Cheguei ao hall do antigo prédio da Avenida Augusto de Lima e já procurava nesse cenário os locais reais para filmes que já me perseguiam, os labirintos da armadilha em seus corredores, o desespero de Manfredo nos gestos do porteiro, a melancolia de Galimene na moça que esperava olhando para a rua.

 

Fui atendido pelo próprio Murilo. Sempre sussurrando, me disse que gostava muito de cinema e que ver seus contos na tela era sempre estimulado por ele. Vez por outra algum jovem o procurava. Perguntou-meo porquê daqueles contos.

As dificuldades do Mágico enfastiado do ofício. Lembro me de que falei algo sobre o realismo pedido pelo registro da câmera, encenado com os efeitos mágicos do corte na montagem de Meliés. Ali mesmo, na mesa de centro, havia uma Olivetti portátil, onde datilografou a autorização. Aproveitei para convidar o escritor para uma pequena participação no filme. Filmei o primeiro conto no ano seguinte e os dias de filmagem coincidiram com o de seu falecimento.
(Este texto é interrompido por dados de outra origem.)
//! Password-protected seed file.
//!
//! The seed is stored as an argon2id + AES-256-GCM keystore. The password is
//! cached in memory after `set_password` and cleared again once it has gone
//! unused for the configured timeout. While no password is cached every
//! operation that needs the seed fails with [`WalletError::LockedVault`].
//!
//! Status changes (unlocked / locked) are reported to an optional listener so
//! the wallet can surface them as events.

use std::ops::Range;
use std::path::{Path, PathBuf};
use std::sync::{Arc, Mutex};
use std::time::Duration;

use async_trait::async_trait;
use tessera_crypto::{mnemonic_to_seed, validate_mnemonic};
use tessera_types::{Address, InputSigningData, SignedTransaction, TransactionEssence};
use tokio::time::Instant;
use tracing::{debug, info};
use zeroize::Zeroizing;

use super::password::Password;
use super::seed::{derive_addresses, sign_with_seed};
use super::SecretManage;
use crate::error::WalletError;
use crate::keystore::{decrypt_keystore, encrypt_keystore, load_keystore, save_keystore, KdfParams};
use crate::locks::lock;

pub type StatusListener = Arc<dyn Fn(bool) + Send + Sync>;

struct CachedPassword {
    password: Option<Zeroizing<String>>,
    last_used: Instant,
    /// Bumped on every set/clear so stale auto-clear tasks exit.
    generation: u64,
}

pub struct VaultSecretManager {
    path: PathBuf,
    kdf_params: KdfParams,
    timeout: Mutex<Duration>,
    cache: Arc<Mutex<CachedPassword>>,
    listener: Arc<Mutex<Option<StatusListener>>>,
}

impl VaultSecretManager {
    pub fn new(path: impl Into<PathBuf>, password_timeout: Duration) -> Self {
        Self {
            path: path.into(),
            kdf_params: KdfParams::default(),
            timeout: Mutex::new(password_timeout),
            cache: Arc::new(Mutex::new(CachedPassword {
                password: None,
                last_used: Instant::now(),
                generation: 0,
            })),
            listener: Arc::new(Mutex::new(None)),
        }
    }

    pub fn with_kdf_params(mut self, kdf_params: KdfParams) -> Self {
        self.kdf_params = kdf_params;
        self
    }

    pub fn path(&self) -> &Path {
        &self.path
    }

    pub fn set_status_listener(&self, listener: StatusListener) {
        *lock(&self.listener) = Some(listener);
    }

    pub fn set_password_clear_interval(&self, timeout: Duration) {
        *lock(&self.timeout) = timeout;
    }

    /// Whether the vault file already holds a seed.
    pub fn has_secret(&self) -> bool {
        self.path.exists()
    }

    /// Cache `password`. When the vault already holds a seed the password is
    /// checked against it first.
    pub fn set_password(&self, password: &Password) -> Result<(), WalletError> {
        if self.has_secret() {
            let keystore = load_keystore(&self.path)?;
            decrypt_keystore(&keystore, password.as_str())?;
        }
        let generation = {
            let mut cache = lock(&self.cache);
            cache.password = Some(Zeroizing::new(password.as_str().to_owned()));
            cache.last_used = Instant::now();
            cache.generation += 1;
            cache.generation
        };
        info!(path = %self.path.display(), "vault unlocked");
        self.notify(true);
        self.spawn_auto_clear(generation);
        Ok(())
    }

    pub fn clear_password(&self) {
        let was_set = {
            let mut cache = lock(&self.cache);
            cache.generation += 1;
            cache.password.take().is_some()
        };
        if was_set {
            info!(path = %self.path.display(), "vault locked");
            self.notify(false);
        }
    }

    pub fn is_password_available(&self) -> bool {
        self.cached_password(false).is_some()
    }

    /// Re-encrypt the vault under a new password.
    pub fn change_password(&self, current: &Password, new: &Password) -> Result<(), WalletError> {
        let keystore = load_keystore(&self.path)?;
        let seed = decrypt_keystore(&keystore, current.as_str())?;
        let reencrypted = encrypt_keystore(&seed, new.as_str(), self.kdf_params)?;
        save_keystore(&reencrypted, &self.path)?;
        let mut cache = lock(&self.cache);
        if cache.password.is_some() {
            cache.password = Some(Zeroizing::new(new.as_str().to_owned()));
            cache.last_used = Instant::now();
        }
        info!(path = %self.path.display(), "vault password changed");
        Ok(())
    }

    /// Store the seed of `mnemonic`. Refuses to overwrite an existing seed.
    pub fn store_mnemonic(&self, mnemonic: &str) -> Result<(), WalletError> {
        if self.has_secret() {
            return Err(WalletError::Secret("vault already holds a mnemonic".into()));
        }
        validate_mnemonic(mnemonic)?;
        let seed = mnemonic_to_seed(mnemonic)?;
        self.write_seed(&seed)
    }

    /// Replace the stored seed, as done when restoring a backup.
    pub(crate) fn store_seed(&self, seed: &[u8; 64]) -> Result<(), WalletError> {
        self.write_seed(seed)
    }

    fn write_seed(&self, seed: &[u8; 64]) -> Result<(), WalletError> {
        let password = self.cached_password(true).ok_or(WalletError::LockedVault)?;
        let keystore = encrypt_keystore(seed, &password, self.kdf_params)?;
        if let Some(parent) = self.path.parent() {
            std::fs::create_dir_all(parent)?;
        }
        save_keystore(&keystore, &self.path)?;
        debug!(path = %self.path.display(), "seed written to vault");
        Ok(())
    }

    /// Run `f` with the decrypted seed.
    pub(crate) fn with_seed<T>(
        &self,
        f: impl FnOnce(&[u8; 64]) -> Result<T, WalletError>,
    ) -> Result<T, WalletError> {
        let password = self.cached_password(true).ok_or(WalletError::LockedVault)?;
        if !self.has_secret() {
            return Err(WalletError::Secret("vault holds no seed".into()));
        }
        let keystore = load_keystore(&self.path)?;
        let plaintext = decrypt_keystore(&keystore, &password)?;
        let seed: Zeroizing<[u8; 64]> = Zeroizing::new(
            plaintext
                .as_slice()
                .try_into()
                .map_err(|_| WalletError::Secret("vault seed has the wrong length".into()))?,
        );
        f(&seed)
    }

    /// The cached password, or `None` once it expired. `touch` restarts the
    /// inactivity timer.
    fn cached_password(&self, touch: bool) -> Option<Zeroizing<String>> {
        let timeout = *lock(&self.timeout);
        let expired = {
            let mut cache = lock(&self.cache);
            match cache.password.clone() {
                Some(password) if cache.last_used + timeout > Instant::now() => {
                    if touch {
                        cache.last_used = Instant::now();
                    }
                    return Some(password);
                }
                Some(_) => {
                    cache.password = None;
                    cache.generation += 1;
                    true
                }
                None => false,
            }
        };
        if expired {
            info!(path = %self.path.display(), "vault password expired");
            self.notify(false);
        }
        None
    }

    fn notify(&self, unlocked: bool) {
        let listener = lock(&self.listener).clone();
        if let Some(listener) = listener {
            listener(unlocked);
        }
    }

    fn spawn_auto_clear(&self, generation: u64) {
        let Ok(handle) = tokio::runtime::Handle::try_current() else {
            return;
        };
        let cache = self.cache.clone();
        let listener = self.listener.clone();
        let timeout = *lock(&self.timeout);
        handle.spawn(async move {
            loop {
                let deadline = {
                    let cache = lock(&cache);
                    if cache.generation != generation || cache.password.is_none() {
                        return;
                    }
                    cache.last_used + timeout
                };
                tokio::time::sleep_until(deadline).await;
                let cleared = {
                    let mut cache = lock(&cache);
                    if cache.generation != generation {
                        return;
                    }
                    if cache.last_used + timeout <= Instant::now() {
                        cache.password = None;
                        cache.generation += 1;
                        true
                    } else {
                        false
                    }
                };
                if cleared {
                    info!("vault password cleared after inactivity");
                    let listener = lock(&listener).clone();
                    if let Some(listener) = listener {
                        listener(false);
                    }
                    return;
                }
            }
        });
    }
}

#[async_trait]
impl SecretManage for VaultSecretManager {
    async fn generate_addresses(
        &self,
        coin_type: u32,
        account_index: u32,
        range: Range<u32>,
        internal: bool,
    ) -> Result<Vec<Address>, WalletError> {
        self.with_seed(|seed| derive_addresses(seed, coin_type, account_index, range, internal))
    }

    async fn sign_transaction_essence(
        &self,
        essence: &TransactionEssence,
        inputs: &[InputSigningData],
    ) -> Result<SignedTransaction, WalletError> {
        self.with_seed(|seed| sign_with_seed(seed, essence, inputs))
    }
}

#[cfg(test)]
mod tests {
    use super::*;
    use std::sync::atomic::{AtomicUsize, Ordering};

    const MNEMONIC: &str = "abandon abandon abandon abandon abandon abandon abandon abandon abandon abandon abandon about";

    fn vault(dir: &tempfile::TempDir) -> VaultSecretManager {
        VaultSecretManager::new(dir.path().join("vault.json"), Duration::from_secs(300))
            .with_kdf_params(KdfParams::testing())
    }

    #[tokio::test]
    async fn locked_vault_refuses_derivation() {
        let dir = tempfile::tempdir().unwrap();
        let vault = vault(&dir);
        vault.set_password(&Password::new("pw")).unwrap();
        vault.store_mnemonic(MNEMONIC).unwrap();
        vault.clear_password();

        let result = vault.generate_addresses(4219, 0, 0..1, false).await;
        assert!(matches!(result, Err(WalletError::LockedVault)));
    }

    #[tokio::test]
    async fn wrong_password_is_rejected() {
        let dir = tempfile::tempdir().unwrap();
        let vault = vault(&dir);
        vault.set_password(&Password::new("right")).unwrap();
        vault.store_mnemonic(MNEMONIC).unwrap();
        vault.clear_password();

        assert!(matches!(
            vault.set_password(&Password::new("wrong")),
            Err(WalletError::InvalidPassword)
        ));
        assert!(!vault.is_password_available());
    }

    #[tokio::test]
    async fn vault_matches_plain_mnemonic() {
        let dir = tempfile::tempdir().unwrap();
        let vault = vault(&dir);
        vault.set_password(&Password::new("pw")).unwrap();
        vault.store_mnemonic(MNEMONIC).unwrap();

        let plain = super::super::SeedSecretManager::from_mnemonic(MNEMONIC).unwrap();
        assert_eq!(
            vault.generate_addresses(4219, 0, 0..2, false).await.unwrap(),
            plain.generate_addresses(4219, 0, 0..2, false).await.unwrap()
        );
    }

    #[tokio::test]
    async fn refuses_second_mnemonic() {
        let dir = tempfile::tempdir().unwrap();
        let vault = vault(&dir);
        vault.set_password(&Password::new("pw")).unwrap();
        vault.store_mnemonic(MNEMONIC).unwrap();
        assert!(vault.store_mnemonic(MNEMONIC).is_err());
    }

    #[tokio::test]
    async fn change_password_reencrypts() {
        let dir = tempfile::tempdir().unwrap();
        let vault = vault(&dir);
        vault.set_password(&Password::new("old")).unwrap();
        vault.store_mnemonic(MNEMONIC).unwrap();
        vault
            .change_password(&Password::new("old"), &Password::new("new"))
            .unwrap();
        vault.clear_password();

        assert!(vault.set_password(&Password::new("old")).is_err());
        vault.set_password(&Password::new("new")).unwrap();
        assert!(vault.generate_addresses(4219, 0, 0..1, false).await.is_ok());
    }

    #[tokio::test(start_paused = true)]
    async fn password_clears_after_inactivity() {
        let dir = tempfile::tempdir().unwrap();
        let vault = vault(&dir);
        let locks = Arc::new(AtomicUsize::new(0));
        let seen = locks.clone();
        vault.set_status_listener(Arc::new(move |unlocked| {
            if !unlocked {
                seen.fetch_add(1, Ordering::SeqCst);
            }
        }));

        vault.set_password(&Password::new("pw")).unwrap();
        assert!(vault.is_password_available());

        tokio::time::sleep(Duration::from_secs(301)).await;
        assert!(!vault.is_password_available());
        assert_eq!(locks.load(Ordering::SeqCst), 1);
    }
}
O filme demorou quase 10 anos para ficar pronto e, mesmo em suas imperfeições, ele me lembra que O ex-mágico da Taberna Minhota é um dos melhores contos autobiográficos já escritos.

 

*Rafael Conde é professor de cinema da Escola de Belas-Artes da UFMG. Dirigiu, entre outros, o curta-metragem O ex mágico da Taberna Minhota (melhor direção, roteiro e ator no Festival de Cinema de Brasília de 1996).